◆ Problem details ◆
Reproduce every line that appears below, precisely and completely.
- - - -
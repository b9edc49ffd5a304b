//! Relay through the external integrity service.
//!
//! The service listens on a secure and an insecure port. Sealing writes a
//! marked packet to the insecure side and waits for the sealed form on the
//! secure side; unsealing goes the other way. A missing response within the
//! timeout yields `None`, never an error.

use std::time::Duration;

use heapless::String as MarkerString;
use thiserror::Error;
use tokio::sync::{mpsc, Mutex};
use tokio::time;
use tracing::{debug, info, warn};

use crate::config::{ConnectionConfig, IntegrityConfig};
use crate::connection::{ConnectionEvent, Endpoint, ResilientConnection};

pub const MAX_MARKER_LEN: usize = 16;

type Marker = MarkerString<MAX_MARKER_LEN>;

#[derive(Debug, Error, PartialEq, Eq)]
pub enum IntegrityError {
    #[error("{field} marker exceeds {MAX_MARKER_LEN} bytes")]
    MarkerTooLong { field: &'static str },
    #[error("{field} marker is empty")]
    EmptyMarker { field: &'static str },
}

#[derive(Debug, Clone, Copy, PartialEq, Eq)]
pub enum TransformDirection {
    /// Plain payload in, sealed payload out.
    Seal,
    /// Sealed payload in, plain payload out.
    Unseal,
}

struct Channel {
    connection: ResilientConnection,
    events: Mutex<mpsc::Receiver<ConnectionEvent>>,
}

impl Channel {
    fn open(endpoint: Endpoint, config: &ConnectionConfig) -> Self {
        let (connection, events) = ResilientConnection::open(endpoint, config);
        Self {
            connection,
            events: Mutex::new(events),
        }
    }
}

struct Channels {
    secure: Channel,
    insecure: Channel,
}

pub struct IntegrityGateway {
    designator: Marker,
    tail: Marker,
    response_timeout: Duration,
    channels: Option<Channels>,
    exchange: Mutex<()>,
}

impl std::fmt::Debug for IntegrityGateway {
    fn fmt(&self, f: &mut std::fmt::Formatter<'_>) -> std::fmt::Result {
        f.debug_struct("IntegrityGateway")
            .field("designator", &self.designator)
            .field("bypass", &self.is_bypass())
            .field("response_timeout", &self.response_timeout)
            .finish()
    }
}

fn marker(field: &'static str, value: &str) -> Result<Marker, IntegrityError> {
    if value.is_empty() {
        return Err(IntegrityError::EmptyMarker { field });
    }
    let mut out = Marker::new();
    out.push_str(value)
        .map_err(|_| IntegrityError::MarkerTooLong { field })?;
    Ok(out)
}

impl IntegrityGateway {
    /// Identity transform; no connections are opened.
    pub fn bypass() -> Self {
        let defaults = IntegrityConfig::default();
        Self {
            designator: marker("designator", &defaults.designator).unwrap_or_default(),
            tail: marker("tail", &defaults.tail).unwrap_or_default(),
            response_timeout: defaults.response_timeout(),
            channels: None,
            exchange: Mutex::new(()),
        }
    }

    /// Connect both channels, or build a bypass gateway when the config
    /// disables integrity.
    pub fn connect(
        config: &IntegrityConfig,
        connection: &ConnectionConfig,
    ) -> Result<Self, IntegrityError> {
        let designator = marker("designator", &config.designator)?;
        let tail = marker("tail", &config.tail)?;

        let channels = if config.enabled {
            info!(host = %config.host, secure = config.secure_port, insecure = config.insecure_port, "connecting to integrity service");
            Some(Channels {
                secure: Channel::open(Endpoint::new(config.host.clone(), config.secure_port), connection),
                insecure: Channel::open(
                    Endpoint::new(config.host.clone(), config.insecure_port),
                    connection,
                ),
            })
        } else {
            debug!("integrity service bypassed");
            None
        };

        Ok(Self {
            designator,
            tail,
            response_timeout: config.response_timeout(),
            channels,
            exchange: Mutex::new(()),
        })
    }

    pub fn is_bypass(&self) -> bool {
        self.channels.is_none()
    }

    /// Both channels currently hold a socket.
    pub fn is_ready(&self) -> bool {
        self.channels.as_ref().map_or(true, |c| {
            c.secure.connection.is_connected() && c.insecure.connection.is_connected()
        })
    }

    /// `None` means the service did not answer in time or could not be
    /// reached; callers choose their own fallback.
    pub async fn transform(&self, direction: TransformDirection, payload: &str) -> Option<String> {
        let Some(channels) = &self.channels else {
            return Some(payload.to_string());
        };

        // One exchange in flight; responses carry no correlation id
        let _guard = self.exchange.lock().await;

        match direction {
            TransformDirection::Seal => {
                let packet = format!("{}{}{}", self.designator, payload, self.tail);
                self.round_trip(&channels.insecure, &channels.secure, packet)
                    .await
            }
            TransformDirection::Unseal => {
                let body = payload.get(self.designator.len()..).unwrap_or("");
                let packet = format!("{}{}", self.designator, body);
                let response = self
                    .round_trip(&channels.secure, &channels.insecure, packet)
                    .await?;
                Some(self.strip_markers(&response).to_string())
            }
        }
    }

    pub async fn seal(&self, payload: &str) -> Option<String> {
        self.transform(TransformDirection::Seal, payload).await
    }

    pub async fn unseal(&self, payload: &str) -> Option<String> {
        self.transform(TransformDirection::Unseal, payload).await
    }

    fn strip_markers<'a>(&self, response: &'a str) -> &'a str {
        let body = response
            .strip_prefix(self.designator.as_str())
            .unwrap_or(response);
        body.strip_suffix(self.tail.as_str()).unwrap_or(body)
    }

    async fn round_trip(&self, outbound: &Channel, inbound: &Channel, packet: String) -> Option<String> {
        let mut events = inbound.events.lock().await;
        // Late answers to an earlier timed-out exchange
        while events.try_recv().is_ok() {}

        if let Err(e) = outbound.connection.send(packet.into_bytes()) {
            warn!(error = %e, "integrity request not sent");
            return None;
        }

        let tail = self.tail.as_bytes();
        let read = async {
            let mut response = Vec::new();
            while let Some(event) = events.recv().await {
                if let ConnectionEvent::Data(bytes) = event {
                    response.extend_from_slice(&bytes);
                    if response.ends_with(tail) {
                        return Some(response);
                    }
                }
            }
            None
        };

        match time::timeout(self.response_timeout, read).await {
            Ok(Some(bytes)) => match String::from_utf8(bytes) {
                Ok(text) => Some(text),
                Err(e) => {
                    warn!(error = %e, "integrity response is not UTF-8");
                    None
                }
            },
            Ok(None) => {
                warn!("integrity channel closed while waiting for response");
                None
            }
            Err(_) => {
                info!(timeout = ?self.response_timeout, "no response from integrity service within timeout");
                None
            }
        }
    }

    pub fn close(&self) {
        if let Some(channels) = &self.channels {
            channels.secure.connection.close();
            channels.insecure.connection.close();
        }
    }
}

#[cfg(test)]
mod tests {
    use super::*;

    #[test]
    fn test_marker_limits() {
        assert!(marker("tail", "e^&og\r\n\r\n").is_ok());
        assert_eq!(
            marker("designator", ""),
            Err(IntegrityError::EmptyMarker { field: "designator" })
        );
        assert_eq!(
            marker("tail", &"x".repeat(MAX_MARKER_LEN + 1)),
            Err(IntegrityError::MarkerTooLong { field: "tail" })
        );
    }

    #[test]
    fn test_strip_markers() {
        let gateway = IntegrityGateway::bypass();
        assert_eq!(gateway.strip_markers("S0hello e^&og\r\n\r\n"), "hello ");
        assert_eq!(gateway.strip_markers("plain"), "plain");
    }

    #[tokio::test]
    async fn test_disabled_config_is_bypass() {
        let gateway =
            IntegrityGateway::connect(&IntegrityConfig::default(), &ConnectionConfig::default())
                .unwrap();
        assert!(gateway.is_bypass());
        assert!(gateway.is_ready());
        assert_eq!(gateway.seal("payload").await.as_deref(), Some("payload"));
    }
}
- - - -
◆ Expected answer ◆
repository b9edc49ffd5a304b
//! Relay through the external integrity service.
//!
//! The service listens on a secure and an insecure port. Sealing writes a
//! marked packet to the insecure side and waits for the sealed form on the
//! secure side; unsealing goes the other way. A missing response within the
//! timeout yields `None`, never an error.

use std::time::Duration;

use heapless::String as MarkerString;
use thiserror::Error;
use tokio::sync::{mpsc, Mutex};
use tokio::time;
use tracing::{debug, info, warn};

use crate::config::{ConnectionConfig, IntegrityConfig};
use crate::connection::{ConnectionEvent, Endpoint, ResilientConnection};

pub const MAX_MARKER_LEN: usize = 16;

type Marker = MarkerString<MAX_MARKER_LEN>;

#[derive(Debug, Error, PartialEq, Eq)]
pub enum IntegrityError {
    #[error("{field} marker exceeds {MAX_MARKER_LEN} bytes")]
    MarkerTooLong { field: &'static str },
    #[error("{field} marker is empty")]
    EmptyMarker { field: &'static str },
}

#[derive(Debug, Clone, Copy, PartialEq, Eq)]
pub enum TransformDirection {
    /// Plain payload in, sealed payload out.
    Seal,
    /// Sealed payload in, plain payload out.
    Unseal,
}

struct Channel {
    connection: ResilientConnection,
    events: Mutex<mpsc::Receiver<ConnectionEvent>>,
}

impl Channel {
    fn open(endpoint: Endpoint, config: &ConnectionConfig) -> Self {
        let (connection, events) = ResilientConnection::open(endpoint, config);
        Self {
            connection,
            events: Mutex::new(events),
        }
    }
}

struct Channels {
    secure: Channel,
    insecure: Channel,
}

pub struct IntegrityGateway {
    designator: Marker,
    tail: Marker,
    response_timeout: Duration,
    channels: Option<Channels>,
    exchange: Mutex<()>,
}

impl std::fmt::Debug for IntegrityGateway {
    fn fmt(&self, f: &mut std::fmt::Formatter<'_>) -> std::fmt::Result {
        f.debug_struct("IntegrityGateway")
            .field("designator", &self.designator)
            .field("bypass", &self.is_bypass())
            .field("response_timeout", &self.response_timeout)
            .finish()
    }
}

fn marker(field: &'static str, value: &str) -> Result<Marker, IntegrityError> {
    if value.is_empty() {
        return Err(IntegrityError::EmptyMarker { field });
    }
    let mut out = Marker::new();
    out.push_str(value)
        .map_err(|_| IntegrityError::MarkerTooLong { field })?;
    Ok(out)
}

impl IntegrityGateway {
    /// Identity transform; no connections are opened.
    pub fn bypass() -> Self {
        let defaults = IntegrityConfig::default();
        Self {
            designator: marker("designator", &defaults.designator).unwrap_or_default(),
            tail: marker("tail", &defaults.tail).unwrap_or_default(),
            response_timeout: defaults.response_timeout(),
            channels: None,
            exchange: Mutex::new(()),
        }
    }

    /// Connect both channels, or build a bypass gateway when the config
    /// disables integrity.
    pub fn connect(
        config: &IntegrityConfig,
        connection: &ConnectionConfig,
    ) -> Result<Self, IntegrityError> {
        let designator = marker("designator", &config.designator)?;
        let tail = marker("tail", &config.tail)?;

        let channels = if config.enabled {
            info!(host = %config.host, secure = config.secure_port, insecure = config.insecure_port, "connecting to integrity service");
            Some(Channels {
                secure: Channel::open(Endpoint::new(config.host.clone(), config.secure_port), connection),
                insecure: Channel::open(
                    Endpoint::new(config.host.clone(), config.insecure_port),
                    connection,
                ),
            })
        } else {
            debug!("integrity service bypassed");
            None
        };

        Ok(Self {
            designator,
            tail,
            response_timeout: config.response_timeout(),
            channels,
            exchange: Mutex::new(()),
        })
    }

    pub fn is_bypass(&self) -> bool {
        self.channels.is_none()
    }

    /// Both channels currently hold a socket.
    pub fn is_ready(&self) -> bool {
        self.channels.as_ref().map_or(true, |c| {
            c.secure.connection.is_connected() && c.insecure.connection.is_connected()
        })
    }

    /// `None` means the service did not answer in time or could not be
    /// reached; callers choose their own fallback.
    pub async fn transform(&self, direction: TransformDirection, payload: &str) -> Option<String> {
        let Some(channels) = &self.channels else {
            return Some(payload.to_string());
        };

        // One exchange in flight; responses carry no correlation id
        let _guard = self.exchange.lock().await;

        match direction {
            TransformDirection::Seal => {
                let packet = format!("{}{}{}", self.designator, payload, self.tail);
                self.round_trip(&channels.insecure, &channels.secure, packet)
                    .await
            }
            TransformDirection::Unseal => {
                let body = payload.get(self.designator.len()..).unwrap_or("");
                let packet = format!("{}{}", self.designator, body);
                let response = self
                    .round_trip(&channels.secure, &channels.insecure, packet)
                    .await?;
                Some(self.strip_markers(&response).to_string())
            }
        }
    }

    pub async fn seal(&self, payload: &str) -> Option<String> {
        self.transform(TransformDirection::Seal, payload).await
    }

    pub async fn unseal(&self, payload: &str) -> Option<String> {
        self.transform(TransformDirection::Unseal, payload).await
    }

    fn strip_markers<'a>(&self, response: &'a str) -> &'a str {
        let body = response
            .strip_prefix(self.designator.as_str())
            .unwrap_or(response);
        body.strip_suffix(self.tail.as_str()).unwrap_or(body)
    }

    async fn round_trip(&self, outbound: &Channel, inbound: &Channel, packet: String) -> Option<String> {
        let mut events = inbound.events.lock().await;
        // Late answers to an earlier timed-out exchange
        while events.try_recv().is_ok() {}

        if let Err(e) = outbound.connection.send(packet.into_bytes()) {
            warn!(error = %e, "integrity request not sent");
            return None;
        }

        let tail = self.tail.as_bytes();
        let read = async {
            let mut response = Vec::new();
            while let Some(event) = events.recv().await {
                if let ConnectionEvent::Data(bytes) = event {
                    response.extend_from_slice(&bytes);
                    if response.ends_with(tail) {
                        return Some(response);
                    }
                }
            }
            None
        };

        match time::timeout(self.response_timeout, read).await {
            Ok(Some(bytes)) => match String::from_utf8(bytes) {
                Ok(text) => Some(text),
                Err(e) => {
                    warn!(error = %e, "integrity response is not UTF-8");
                    None
                }
            },
            Ok(None) => {
                warn!("integrity channel closed while waiting for response");
                None
            }
            Err(_) => {
                info!(timeout = ?self.response_timeout, "no response from integrity service within timeout");
                None
            }
        }
    }

    pub fn close(&self) {
        if let Some(channels) = &self.channels {
            channels.secure.connection.close();
            channels.insecure.connection.close();
        }
    }
}

#[cfg(test)]
mod tests {
    use super::*;

    #[test]
    fn test_marker_limits() {
        assert!(marker("tail", "e^&og\r\n\r\n").is_ok());
        assert_eq!(
            marker("designator", ""),
            Err(IntegrityError::EmptyMarker { field: "designator" })
        );
        assert_eq!(
            marker("tail", &"x".repeat(MAX_MARKER_LEN + 1)),
            Err(IntegrityError::MarkerTooLong { field: "tail" })
        );
    }

    #[test]
    fn test_strip_markers() {
        let gateway = IntegrityGateway::bypass();
        assert_eq!(gateway.strip_markers("S0hello e^&og\r\n\r\n"), "hello ");
        assert_eq!(gateway.strip_markers("plain"), "plain");
    }

    #[tokio::test]
    async fn test_disabled_config_is_bypass() {
        let gateway =
            IntegrityGateway::connect(&IntegrityConfig::default(), &ConnectionConfig::default())
                .unwrap();
        assert!(gateway.is_bypass());
        assert!(gateway.is_ready());
        assert_eq!(gateway.seal("payload").await.as_deref(), Some("payload"));
    }
}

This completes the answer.